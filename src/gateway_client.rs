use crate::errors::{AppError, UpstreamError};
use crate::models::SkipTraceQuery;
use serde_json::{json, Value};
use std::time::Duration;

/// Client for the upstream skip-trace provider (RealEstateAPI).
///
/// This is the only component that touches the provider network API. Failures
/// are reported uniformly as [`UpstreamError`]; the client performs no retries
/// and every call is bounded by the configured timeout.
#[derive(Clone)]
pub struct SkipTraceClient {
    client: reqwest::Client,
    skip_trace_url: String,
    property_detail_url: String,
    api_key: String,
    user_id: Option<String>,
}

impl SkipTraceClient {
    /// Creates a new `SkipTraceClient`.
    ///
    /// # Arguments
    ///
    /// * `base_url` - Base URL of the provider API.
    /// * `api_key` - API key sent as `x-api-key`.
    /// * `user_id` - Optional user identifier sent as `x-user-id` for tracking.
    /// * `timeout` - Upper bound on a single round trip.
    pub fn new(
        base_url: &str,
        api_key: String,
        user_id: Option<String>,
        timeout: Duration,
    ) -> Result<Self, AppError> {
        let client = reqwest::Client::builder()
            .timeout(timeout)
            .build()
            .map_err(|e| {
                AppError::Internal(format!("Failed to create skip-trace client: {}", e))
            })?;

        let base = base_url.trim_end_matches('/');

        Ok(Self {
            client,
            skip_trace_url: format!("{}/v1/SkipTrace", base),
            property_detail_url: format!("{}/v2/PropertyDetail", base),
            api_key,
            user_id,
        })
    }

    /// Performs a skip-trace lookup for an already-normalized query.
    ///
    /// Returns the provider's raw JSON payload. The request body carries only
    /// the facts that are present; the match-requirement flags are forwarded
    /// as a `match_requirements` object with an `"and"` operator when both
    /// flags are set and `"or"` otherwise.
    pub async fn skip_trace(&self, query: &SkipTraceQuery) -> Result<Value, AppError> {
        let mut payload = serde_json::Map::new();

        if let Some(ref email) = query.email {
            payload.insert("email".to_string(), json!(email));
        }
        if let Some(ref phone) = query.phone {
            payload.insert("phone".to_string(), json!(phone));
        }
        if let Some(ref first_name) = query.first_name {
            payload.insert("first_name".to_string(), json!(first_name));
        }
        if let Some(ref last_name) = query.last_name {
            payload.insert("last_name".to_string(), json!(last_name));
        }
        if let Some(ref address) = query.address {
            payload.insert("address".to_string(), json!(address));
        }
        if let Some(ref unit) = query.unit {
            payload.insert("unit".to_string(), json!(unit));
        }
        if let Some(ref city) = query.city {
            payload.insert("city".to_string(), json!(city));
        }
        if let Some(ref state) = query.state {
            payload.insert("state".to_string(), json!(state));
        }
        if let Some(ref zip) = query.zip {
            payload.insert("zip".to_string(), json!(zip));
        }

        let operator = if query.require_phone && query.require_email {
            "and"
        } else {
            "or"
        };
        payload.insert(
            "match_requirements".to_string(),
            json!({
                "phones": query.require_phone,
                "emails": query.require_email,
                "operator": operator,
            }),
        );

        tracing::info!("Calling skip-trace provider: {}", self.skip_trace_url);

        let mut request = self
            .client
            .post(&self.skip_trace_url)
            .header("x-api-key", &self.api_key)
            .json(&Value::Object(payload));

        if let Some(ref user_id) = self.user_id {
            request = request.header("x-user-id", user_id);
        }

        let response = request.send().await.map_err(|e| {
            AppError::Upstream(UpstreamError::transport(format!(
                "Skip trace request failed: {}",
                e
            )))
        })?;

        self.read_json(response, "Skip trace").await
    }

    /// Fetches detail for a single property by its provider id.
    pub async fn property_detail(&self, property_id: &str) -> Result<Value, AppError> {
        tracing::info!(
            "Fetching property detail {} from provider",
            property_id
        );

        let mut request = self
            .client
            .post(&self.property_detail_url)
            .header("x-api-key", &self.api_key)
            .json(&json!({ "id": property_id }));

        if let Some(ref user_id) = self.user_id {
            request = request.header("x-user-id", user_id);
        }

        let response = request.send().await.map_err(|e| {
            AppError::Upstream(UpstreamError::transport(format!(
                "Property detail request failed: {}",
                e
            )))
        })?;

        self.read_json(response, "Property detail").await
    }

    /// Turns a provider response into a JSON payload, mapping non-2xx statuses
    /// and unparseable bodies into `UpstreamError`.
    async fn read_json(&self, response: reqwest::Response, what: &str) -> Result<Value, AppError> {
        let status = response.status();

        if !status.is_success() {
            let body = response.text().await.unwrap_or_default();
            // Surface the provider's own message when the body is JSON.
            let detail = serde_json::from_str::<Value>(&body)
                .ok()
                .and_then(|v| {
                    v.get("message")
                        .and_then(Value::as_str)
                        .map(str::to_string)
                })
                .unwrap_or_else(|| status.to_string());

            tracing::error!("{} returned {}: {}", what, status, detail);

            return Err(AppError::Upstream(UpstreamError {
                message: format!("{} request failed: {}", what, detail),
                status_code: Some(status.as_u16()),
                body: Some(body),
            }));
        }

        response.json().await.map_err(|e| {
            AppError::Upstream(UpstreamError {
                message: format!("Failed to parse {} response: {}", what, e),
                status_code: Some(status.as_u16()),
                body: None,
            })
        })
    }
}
========================================================================
Exercise prompt: Copy all the lines above that hold the string "post".

Exercise solution:
            .post(&self.skip_trace_url)
            .post(&self.property_detail_url)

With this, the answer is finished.